__WHAT THE TASK ASKS__
Please write each record out again word for word.

__SUPPLIED ENTRIES__
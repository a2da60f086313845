//! Turns a published selection into one appended high-fidelity node.

use serde_json::{json, Map, Value};
use std::sync::Arc;
use tracing::info;

use super::engine::{PlacementParams, SiteFinder};
use super::model::{Molecule, SelectionResult, SiteKey, Structure};
use crate::coord::{ExecutorCommand, NodeSpec};
use crate::core::errors::{FlowError, Result};

pub const OPTIMIZE_ACTION: &str = "adsorption_optimize";

/// Metadata fields propagated from the invoking node to the appended one
const INHERITED_METADATA: &[&str] = &["worker", "site_key"];

/// Everything the mutator needs about one site
#[derive(Debug, Clone)]
pub struct MutationRequest<'a> {
    pub key: SiteKey,
    pub dag_name: &'a str,
    pub original_slab: &'a Structure,
    pub adsorbate: &'a Molecule,
    /// Formula of the bulk the slab was cut from, for display
    pub bulk_formula: &'a str,
    /// Metadata of the invoking node
    pub parent_metadata: &'a Value,
}

pub struct WorkflowMutator {
    site_finder: Arc<dyn SiteFinder>,
    placement: PlacementParams,
}

impl WorkflowMutator {
    /// `placement` must be the parameters the trials were generated with,
    /// or `site_idx` may address a different site.
    pub fn new(site_finder: Arc<dyn SiteFinder>, placement: PlacementParams) -> Self {
        Self {
            site_finder,
            placement,
        }
    }

    /// Regenerate the site's structure at the selected distance
    pub fn structure_at(
        &self,
        key: &SiteKey,
        slab: &Structure,
        adsorbate: &Molecule,
        distance: f64,
    ) -> Result<Structure> {
        let structures = self.site_finder.adsorption_structures(
            slab,
            adsorbate,
            distance,
            &self.placement,
        )?;
        let available = structures.len();
        structures
            .into_iter()
            .nth(key.site_idx)
            .ok_or_else(|| FlowError::SiteIndexOutOfRange {
                idx: key.to_string(),
                site_idx: key.site_idx,
                available,
            })
    }

    /// Build the command appending the optimize node. Fails fast without a
    /// selection.
    pub fn mutate(
        &self,
        request: &MutationRequest<'_>,
        selection: Option<&SelectionResult>,
    ) -> Result<ExecutorCommand> {
        let key = request.key;
        let selection = selection.ok_or_else(|| FlowError::UpstreamMissing {
            idx: key.to_string(),
            site_idx: key.site_idx,
        })?;
        let distance = selection.optimal_distance;
        let structure =
            self.structure_at(&key, request.original_slab, request.adsorbate, distance)?;

        let mut metadata = Map::new();
        for field in INHERITED_METADATA {
            if let Some(v) = request.parent_metadata.get(*field) {
                metadata.insert(field.to_string(), v.clone());
            }
        }
        metadata.insert("optimal_distance".to_string(), json!(distance));

        let name = format!(
            "{}-{}{} adsorbate optimization: {}. Site: {}",
            request.adsorbate.formula(),
            request.bulk_formula,
            request.original_slab.miller_label(),
            distance,
            key.site_idx
        );
        let spec = NodeSpec::new(OPTIMIZE_ACTION)
            .with_id(format!("{}_optimize", key))
            .with_name(name)
            .with_branch(key.to_string())
            .with_inputs(json!({ "publish_prefix": key.to_string(), "structure": structure }))
            .with_metadata(Value::Object(metadata));

        info!(idx = %key, distance, "Appending optimization at optimal distance");
        Ok(ExecutorCommand::AddNodes {
            dag_name: request.dag_name.to_string(),
            specs: vec![spec],
        })
    }
}
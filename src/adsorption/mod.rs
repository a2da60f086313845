//! Optimal adsorption distance search on top of the DAG runtime.
//!
//! Each site gets a branch: trials at every distance, a status join, the
//! selection, and a launch step that appends the high-fidelity relaxation.

pub mod actions;
pub mod builder;
pub mod engine;
pub mod model;
pub mod mutator;
pub mod selector;
pub mod status_join;
pub mod store;

pub use actions::{register_adsorption_actions, AdsorptionContext};
pub use builder::{AdsorptionWorkflow, AdsorptionWorkflowBuilder, SiteOutcome};
pub use engine::{
    EngineOutput, InputProfile, PlacementParams, SimulationEngine, SiteFinder, SlabGenerator,
};
pub use model::{
    DistanceSet, Molecule, ReferenceEnergies, SelectionResult, Site, SiteKey, Structure,
    TrialRecord, TrialStatus,
};
pub use mutator::{MutationRequest, WorkflowMutator};
pub use selector::{DistanceSelector, Sample, Selection};
pub use status_join::{join_statuses, DistanceState, StatusMap};
pub use store::TrialEnergyStore;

__TASK OUTPUT__
repository a2da60f086313845
//! Turns a published selection into one appended high-fidelity node.

use serde_json::{json, Map, Value};
use std::sync::Arc;
use tracing::info;

use super::engine::{PlacementParams, SiteFinder};
use super::model::{Molecule, SelectionResult, SiteKey, Structure};
use crate::coord::{ExecutorCommand, NodeSpec};
use crate::core::errors::{FlowError, Result};

pub const OPTIMIZE_ACTION: &str = "adsorption_optimize";

/// Metadata fields propagated from the invoking node to the appended one
const INHERITED_METADATA: &[&str] = &["worker", "site_key"];

/// Everything the mutator needs about one site
#[derive(Debug, Clone)]
pub struct MutationRequest<'a> {
    pub key: SiteKey,
    pub dag_name: &'a str,
    pub original_slab: &'a Structure,
    pub adsorbate: &'a Molecule,
    /// Formula of the bulk the slab was cut from, for display
    pub bulk_formula: &'a str,
    /// Metadata of the invoking node
    pub parent_metadata: &'a Value,
}

pub struct WorkflowMutator {
    site_finder: Arc<dyn SiteFinder>,
    placement: PlacementParams,
}

impl WorkflowMutator {
    /// `placement` must be the parameters the trials were generated with,
    /// or `site_idx` may address a different site.
    pub fn new(site_finder: Arc<dyn SiteFinder>, placement: PlacementParams) -> Self {
        Self {
            site_finder,
            placement,
        }
    }

    /// Regenerate the site's structure at the selected distance
    pub fn structure_at(
        &self,
        key: &SiteKey,
        slab: &Structure,
        adsorbate: &Molecule,
        distance: f64,
    ) -> Result<Structure> {
        let structures = self.site_finder.adsorption_structures(
            slab,
            adsorbate,
            distance,
            &self.placement,
        )?;
        let available = structures.len();
        structures
            .into_iter()
            .nth(key.site_idx)
            .ok_or_else(|| FlowError::SiteIndexOutOfRange {
                idx: key.to_string(),
                site_idx: key.site_idx,
                available,
            })
    }

    /// Build the command appending the optimize node. Fails fast without a
    /// selection.
    pub fn mutate(
        &self,
        request: &MutationRequest<'_>,
        selection: Option<&SelectionResult>,
    ) -> Result<ExecutorCommand> {
        let key = request.key;
        let selection = selection.ok_or_else(|| FlowError::UpstreamMissing {
            idx: key.to_string(),
            site_idx: key.site_idx,
        })?;
        let distance = selection.optimal_distance;
        let structure =
            self.structure_at(&key, request.original_slab, request.adsorbate, distance)?;

        let mut metadata = Map::new();
        for field in INHERITED_METADATA {
            if let Some(v) = request.parent_metadata.get(*field) {
                metadata.insert(field.to_string(), v.clone());
            }
        }
        metadata.insert("optimal_distance".to_string(), json!(distance));

        let name = format!(
            "{}-{}{} adsorbate optimization: {}. Site: {}",
            request.adsorbate.formula(),
            request.bulk_formula,
            request.original_slab.miller_label(),
            distance,
            key.site_idx
        );
        let spec = NodeSpec::new(OPTIMIZE_ACTION)
            .with_id(format!("{}_optimize", key))
            .with_name(name)
            .with_branch(key.to_string())
            .with_inputs(json!({ "publish_prefix": key.to_string(), "structure": structure }))
            .with_metadata(Value::Object(metadata));

        info!(idx = %key, distance, "Appending optimization at optimal distance");
        Ok(ExecutorCommand::AddNodes {
            dag_name: request.dag_name.to_string(),
            specs: vec![spec],
        })
    }
}
filename src/adsorption/mod.rs
repository a2da60f086313845
//! Optimal adsorption distance search on top of the DAG runtime.
//!
//! Each site gets a branch: trials at every distance, a status join, the
//! selection, and a launch step that appends the high-fidelity relaxation.

pub mod actions;
pub mod builder;
pub mod engine;
pub mod model;
pub mod mutator;
pub mod selector;
pub mod status_join;
pub mod store;

pub use actions::{register_adsorption_actions, AdsorptionContext};
pub use builder::{AdsorptionWorkflow, AdsorptionWorkflowBuilder, SiteOutcome};
pub use engine::{
    EngineOutput, InputProfile, PlacementParams, SimulationEngine, SiteFinder, SlabGenerator,
};
pub use model::{
    DistanceSet, Molecule, ReferenceEnergies, SelectionResult, Site, SiteKey, Structure,
    TrialRecord, TrialStatus,
};
pub use mutator::{MutationRequest, WorkflowMutator};
pub use selector::{DistanceSelector, Sample, Selection};
pub use status_join::{join_statuses, DistanceState, StatusMap};
pub use store::TrialEnergyStore;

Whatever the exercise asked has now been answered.